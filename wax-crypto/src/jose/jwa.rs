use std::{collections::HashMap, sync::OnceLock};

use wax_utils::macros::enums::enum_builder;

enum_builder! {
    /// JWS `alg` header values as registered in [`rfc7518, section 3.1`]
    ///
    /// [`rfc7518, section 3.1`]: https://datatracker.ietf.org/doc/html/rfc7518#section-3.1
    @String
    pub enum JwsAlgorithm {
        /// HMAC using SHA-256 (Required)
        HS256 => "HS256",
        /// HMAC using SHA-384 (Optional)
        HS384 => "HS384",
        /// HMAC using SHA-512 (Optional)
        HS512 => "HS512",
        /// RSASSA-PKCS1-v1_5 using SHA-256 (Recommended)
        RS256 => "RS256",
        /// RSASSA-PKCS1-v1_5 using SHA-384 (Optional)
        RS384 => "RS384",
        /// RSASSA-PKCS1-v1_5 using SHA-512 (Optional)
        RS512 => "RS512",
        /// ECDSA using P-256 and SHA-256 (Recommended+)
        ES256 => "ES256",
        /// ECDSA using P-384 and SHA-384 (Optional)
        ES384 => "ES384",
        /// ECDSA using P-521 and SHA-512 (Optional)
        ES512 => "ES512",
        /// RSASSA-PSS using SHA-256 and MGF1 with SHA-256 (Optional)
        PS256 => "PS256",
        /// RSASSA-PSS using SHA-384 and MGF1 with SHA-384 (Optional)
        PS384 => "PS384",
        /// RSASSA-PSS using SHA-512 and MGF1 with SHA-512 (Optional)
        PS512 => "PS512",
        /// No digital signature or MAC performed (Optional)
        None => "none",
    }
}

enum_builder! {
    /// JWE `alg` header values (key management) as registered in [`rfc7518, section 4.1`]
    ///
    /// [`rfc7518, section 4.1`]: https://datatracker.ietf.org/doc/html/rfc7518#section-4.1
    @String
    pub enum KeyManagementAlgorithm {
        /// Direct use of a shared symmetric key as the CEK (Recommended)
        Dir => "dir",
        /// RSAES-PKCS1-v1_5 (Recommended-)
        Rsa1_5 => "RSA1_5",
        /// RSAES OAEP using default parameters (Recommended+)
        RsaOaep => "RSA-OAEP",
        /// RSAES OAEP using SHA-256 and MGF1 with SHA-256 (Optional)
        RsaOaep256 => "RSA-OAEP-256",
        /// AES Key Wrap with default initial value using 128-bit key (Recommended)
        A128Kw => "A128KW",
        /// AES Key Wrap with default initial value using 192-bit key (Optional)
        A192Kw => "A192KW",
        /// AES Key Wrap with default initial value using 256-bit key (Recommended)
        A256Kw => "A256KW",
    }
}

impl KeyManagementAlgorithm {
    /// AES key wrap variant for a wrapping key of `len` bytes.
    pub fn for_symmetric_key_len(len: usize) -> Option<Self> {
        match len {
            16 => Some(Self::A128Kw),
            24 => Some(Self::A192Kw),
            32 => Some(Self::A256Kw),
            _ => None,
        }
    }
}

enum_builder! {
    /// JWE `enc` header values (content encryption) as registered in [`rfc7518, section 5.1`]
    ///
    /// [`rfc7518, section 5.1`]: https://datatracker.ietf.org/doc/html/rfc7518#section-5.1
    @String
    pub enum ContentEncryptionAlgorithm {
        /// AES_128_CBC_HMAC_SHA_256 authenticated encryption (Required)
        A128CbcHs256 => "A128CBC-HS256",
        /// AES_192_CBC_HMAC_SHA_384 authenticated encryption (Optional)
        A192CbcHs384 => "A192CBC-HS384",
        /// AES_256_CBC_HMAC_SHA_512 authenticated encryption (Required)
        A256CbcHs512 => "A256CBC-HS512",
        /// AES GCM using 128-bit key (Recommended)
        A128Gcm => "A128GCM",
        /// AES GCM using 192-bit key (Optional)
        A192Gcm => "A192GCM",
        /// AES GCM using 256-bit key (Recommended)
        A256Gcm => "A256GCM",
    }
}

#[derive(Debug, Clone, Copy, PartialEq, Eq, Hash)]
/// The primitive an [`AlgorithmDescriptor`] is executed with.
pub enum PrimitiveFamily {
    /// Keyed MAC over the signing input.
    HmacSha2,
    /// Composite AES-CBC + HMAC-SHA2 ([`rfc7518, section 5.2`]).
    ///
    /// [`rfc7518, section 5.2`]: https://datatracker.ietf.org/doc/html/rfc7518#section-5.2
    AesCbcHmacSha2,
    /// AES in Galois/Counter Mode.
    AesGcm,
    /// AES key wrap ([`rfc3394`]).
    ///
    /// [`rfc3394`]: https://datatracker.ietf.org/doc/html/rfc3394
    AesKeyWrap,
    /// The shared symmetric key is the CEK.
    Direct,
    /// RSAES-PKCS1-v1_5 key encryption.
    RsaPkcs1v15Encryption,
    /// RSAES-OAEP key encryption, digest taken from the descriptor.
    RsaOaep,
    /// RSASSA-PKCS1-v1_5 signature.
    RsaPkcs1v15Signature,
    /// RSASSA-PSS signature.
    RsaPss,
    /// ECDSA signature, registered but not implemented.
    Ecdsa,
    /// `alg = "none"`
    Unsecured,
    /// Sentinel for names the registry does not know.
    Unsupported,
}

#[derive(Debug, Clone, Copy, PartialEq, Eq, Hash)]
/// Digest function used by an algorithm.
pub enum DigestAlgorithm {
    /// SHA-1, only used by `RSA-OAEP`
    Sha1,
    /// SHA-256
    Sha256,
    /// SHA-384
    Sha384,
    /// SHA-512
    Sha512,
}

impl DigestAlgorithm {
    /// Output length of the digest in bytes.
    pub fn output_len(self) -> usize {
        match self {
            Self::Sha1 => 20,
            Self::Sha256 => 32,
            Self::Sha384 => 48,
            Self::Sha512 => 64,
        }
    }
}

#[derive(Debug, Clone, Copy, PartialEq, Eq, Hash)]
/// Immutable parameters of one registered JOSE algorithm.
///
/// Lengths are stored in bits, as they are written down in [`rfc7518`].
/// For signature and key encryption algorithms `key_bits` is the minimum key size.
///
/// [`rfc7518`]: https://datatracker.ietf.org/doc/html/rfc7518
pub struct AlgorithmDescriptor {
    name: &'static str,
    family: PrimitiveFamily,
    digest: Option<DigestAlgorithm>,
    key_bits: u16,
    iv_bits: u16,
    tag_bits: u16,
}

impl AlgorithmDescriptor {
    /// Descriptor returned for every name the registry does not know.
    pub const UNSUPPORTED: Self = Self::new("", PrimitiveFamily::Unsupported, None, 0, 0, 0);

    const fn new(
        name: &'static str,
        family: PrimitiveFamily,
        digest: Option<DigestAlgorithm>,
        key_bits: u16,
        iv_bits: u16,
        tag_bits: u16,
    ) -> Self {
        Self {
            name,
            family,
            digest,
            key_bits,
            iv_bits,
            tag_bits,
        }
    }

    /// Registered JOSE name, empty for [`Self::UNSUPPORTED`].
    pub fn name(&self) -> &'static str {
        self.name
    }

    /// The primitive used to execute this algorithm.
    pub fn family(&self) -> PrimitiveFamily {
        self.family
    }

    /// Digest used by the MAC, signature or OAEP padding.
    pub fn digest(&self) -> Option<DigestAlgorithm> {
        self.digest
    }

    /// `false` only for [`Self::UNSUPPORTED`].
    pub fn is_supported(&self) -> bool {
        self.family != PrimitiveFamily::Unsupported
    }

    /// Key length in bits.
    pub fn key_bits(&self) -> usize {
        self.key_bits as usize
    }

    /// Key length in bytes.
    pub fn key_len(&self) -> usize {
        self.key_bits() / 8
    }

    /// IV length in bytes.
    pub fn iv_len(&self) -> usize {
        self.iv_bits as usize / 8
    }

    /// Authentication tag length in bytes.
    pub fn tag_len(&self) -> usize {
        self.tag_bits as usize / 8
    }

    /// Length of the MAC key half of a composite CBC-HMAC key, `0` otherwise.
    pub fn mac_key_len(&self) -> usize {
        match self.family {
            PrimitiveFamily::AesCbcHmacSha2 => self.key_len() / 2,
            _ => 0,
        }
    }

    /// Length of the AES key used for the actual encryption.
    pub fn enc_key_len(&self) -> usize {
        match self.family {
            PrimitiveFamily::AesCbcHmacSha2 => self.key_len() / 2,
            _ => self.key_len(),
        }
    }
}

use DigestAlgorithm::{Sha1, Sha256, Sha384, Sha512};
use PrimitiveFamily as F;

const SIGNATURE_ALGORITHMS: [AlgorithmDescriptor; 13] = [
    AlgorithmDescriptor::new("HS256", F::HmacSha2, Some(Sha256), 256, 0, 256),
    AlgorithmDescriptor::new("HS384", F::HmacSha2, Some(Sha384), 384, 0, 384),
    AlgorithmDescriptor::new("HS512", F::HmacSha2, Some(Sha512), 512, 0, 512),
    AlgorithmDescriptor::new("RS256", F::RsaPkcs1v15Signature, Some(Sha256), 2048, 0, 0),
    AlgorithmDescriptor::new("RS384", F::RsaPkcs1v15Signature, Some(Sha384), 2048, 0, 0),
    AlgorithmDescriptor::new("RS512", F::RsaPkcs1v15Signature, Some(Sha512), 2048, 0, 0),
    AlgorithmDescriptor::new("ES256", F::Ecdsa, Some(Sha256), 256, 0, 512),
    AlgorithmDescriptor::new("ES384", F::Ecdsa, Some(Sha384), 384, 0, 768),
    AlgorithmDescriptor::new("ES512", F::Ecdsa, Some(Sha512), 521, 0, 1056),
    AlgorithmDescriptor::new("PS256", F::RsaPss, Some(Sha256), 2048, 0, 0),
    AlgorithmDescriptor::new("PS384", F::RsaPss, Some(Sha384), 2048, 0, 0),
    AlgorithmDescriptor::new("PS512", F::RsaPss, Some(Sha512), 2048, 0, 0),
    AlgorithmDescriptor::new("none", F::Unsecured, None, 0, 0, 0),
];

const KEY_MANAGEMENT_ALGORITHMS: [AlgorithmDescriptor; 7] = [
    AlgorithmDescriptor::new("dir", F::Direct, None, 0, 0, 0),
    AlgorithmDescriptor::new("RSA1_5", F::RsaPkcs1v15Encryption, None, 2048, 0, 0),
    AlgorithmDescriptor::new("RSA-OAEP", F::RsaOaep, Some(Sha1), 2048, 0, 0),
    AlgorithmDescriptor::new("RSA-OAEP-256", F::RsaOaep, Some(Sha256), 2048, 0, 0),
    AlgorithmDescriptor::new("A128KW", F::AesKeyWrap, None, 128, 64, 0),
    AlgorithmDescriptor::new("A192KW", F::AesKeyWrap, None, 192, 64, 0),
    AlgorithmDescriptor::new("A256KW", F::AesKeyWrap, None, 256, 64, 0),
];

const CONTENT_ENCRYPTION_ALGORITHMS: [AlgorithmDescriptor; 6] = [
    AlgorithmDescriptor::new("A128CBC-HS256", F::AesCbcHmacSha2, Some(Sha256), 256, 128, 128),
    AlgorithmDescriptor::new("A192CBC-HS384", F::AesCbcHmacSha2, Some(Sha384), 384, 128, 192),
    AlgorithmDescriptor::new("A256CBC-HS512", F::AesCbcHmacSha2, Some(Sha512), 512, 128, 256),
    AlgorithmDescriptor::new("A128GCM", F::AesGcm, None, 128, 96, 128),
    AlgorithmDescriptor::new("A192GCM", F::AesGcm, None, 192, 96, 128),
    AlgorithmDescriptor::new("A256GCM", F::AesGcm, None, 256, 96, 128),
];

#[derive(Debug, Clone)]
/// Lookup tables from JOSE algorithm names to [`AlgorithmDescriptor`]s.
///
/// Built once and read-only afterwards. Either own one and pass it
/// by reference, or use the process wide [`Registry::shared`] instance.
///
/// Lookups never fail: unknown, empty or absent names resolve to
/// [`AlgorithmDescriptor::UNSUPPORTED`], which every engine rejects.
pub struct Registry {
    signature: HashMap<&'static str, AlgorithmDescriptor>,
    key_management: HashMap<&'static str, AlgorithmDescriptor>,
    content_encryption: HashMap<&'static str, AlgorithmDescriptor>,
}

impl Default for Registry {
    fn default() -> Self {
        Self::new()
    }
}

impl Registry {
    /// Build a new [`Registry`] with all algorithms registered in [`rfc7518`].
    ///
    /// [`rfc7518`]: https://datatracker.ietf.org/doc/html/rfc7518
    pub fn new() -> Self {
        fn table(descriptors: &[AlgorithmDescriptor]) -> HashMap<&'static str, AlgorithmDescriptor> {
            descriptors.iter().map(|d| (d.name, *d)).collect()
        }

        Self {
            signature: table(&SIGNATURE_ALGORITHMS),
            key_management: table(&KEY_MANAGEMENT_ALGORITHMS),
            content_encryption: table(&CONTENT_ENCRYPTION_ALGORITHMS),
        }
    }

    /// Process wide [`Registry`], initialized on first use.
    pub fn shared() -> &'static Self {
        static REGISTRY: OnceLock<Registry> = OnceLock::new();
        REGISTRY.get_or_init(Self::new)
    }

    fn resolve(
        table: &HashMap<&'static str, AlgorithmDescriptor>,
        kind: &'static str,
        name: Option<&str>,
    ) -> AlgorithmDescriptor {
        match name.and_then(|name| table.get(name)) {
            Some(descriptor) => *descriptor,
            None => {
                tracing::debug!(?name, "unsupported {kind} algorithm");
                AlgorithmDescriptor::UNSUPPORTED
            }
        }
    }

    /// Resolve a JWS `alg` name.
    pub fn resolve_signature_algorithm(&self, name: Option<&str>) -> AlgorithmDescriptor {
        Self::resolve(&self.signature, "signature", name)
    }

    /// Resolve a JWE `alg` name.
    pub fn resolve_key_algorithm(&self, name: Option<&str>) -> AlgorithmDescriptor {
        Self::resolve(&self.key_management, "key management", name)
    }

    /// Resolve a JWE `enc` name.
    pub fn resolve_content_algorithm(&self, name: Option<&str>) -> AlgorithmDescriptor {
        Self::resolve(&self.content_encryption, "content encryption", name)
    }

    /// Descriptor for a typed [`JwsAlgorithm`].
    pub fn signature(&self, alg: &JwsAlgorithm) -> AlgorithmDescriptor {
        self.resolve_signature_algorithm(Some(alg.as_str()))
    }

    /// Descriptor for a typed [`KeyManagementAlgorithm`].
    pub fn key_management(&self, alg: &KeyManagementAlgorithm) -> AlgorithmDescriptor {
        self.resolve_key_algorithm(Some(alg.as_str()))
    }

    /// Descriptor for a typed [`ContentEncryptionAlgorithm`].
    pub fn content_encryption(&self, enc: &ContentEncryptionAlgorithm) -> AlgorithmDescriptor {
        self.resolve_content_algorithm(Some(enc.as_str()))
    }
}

-=-=-

- [Work item]:
Across all the entries, how many lines include "Unsecured"? Answer with the number alone.

- [Expected output]:
2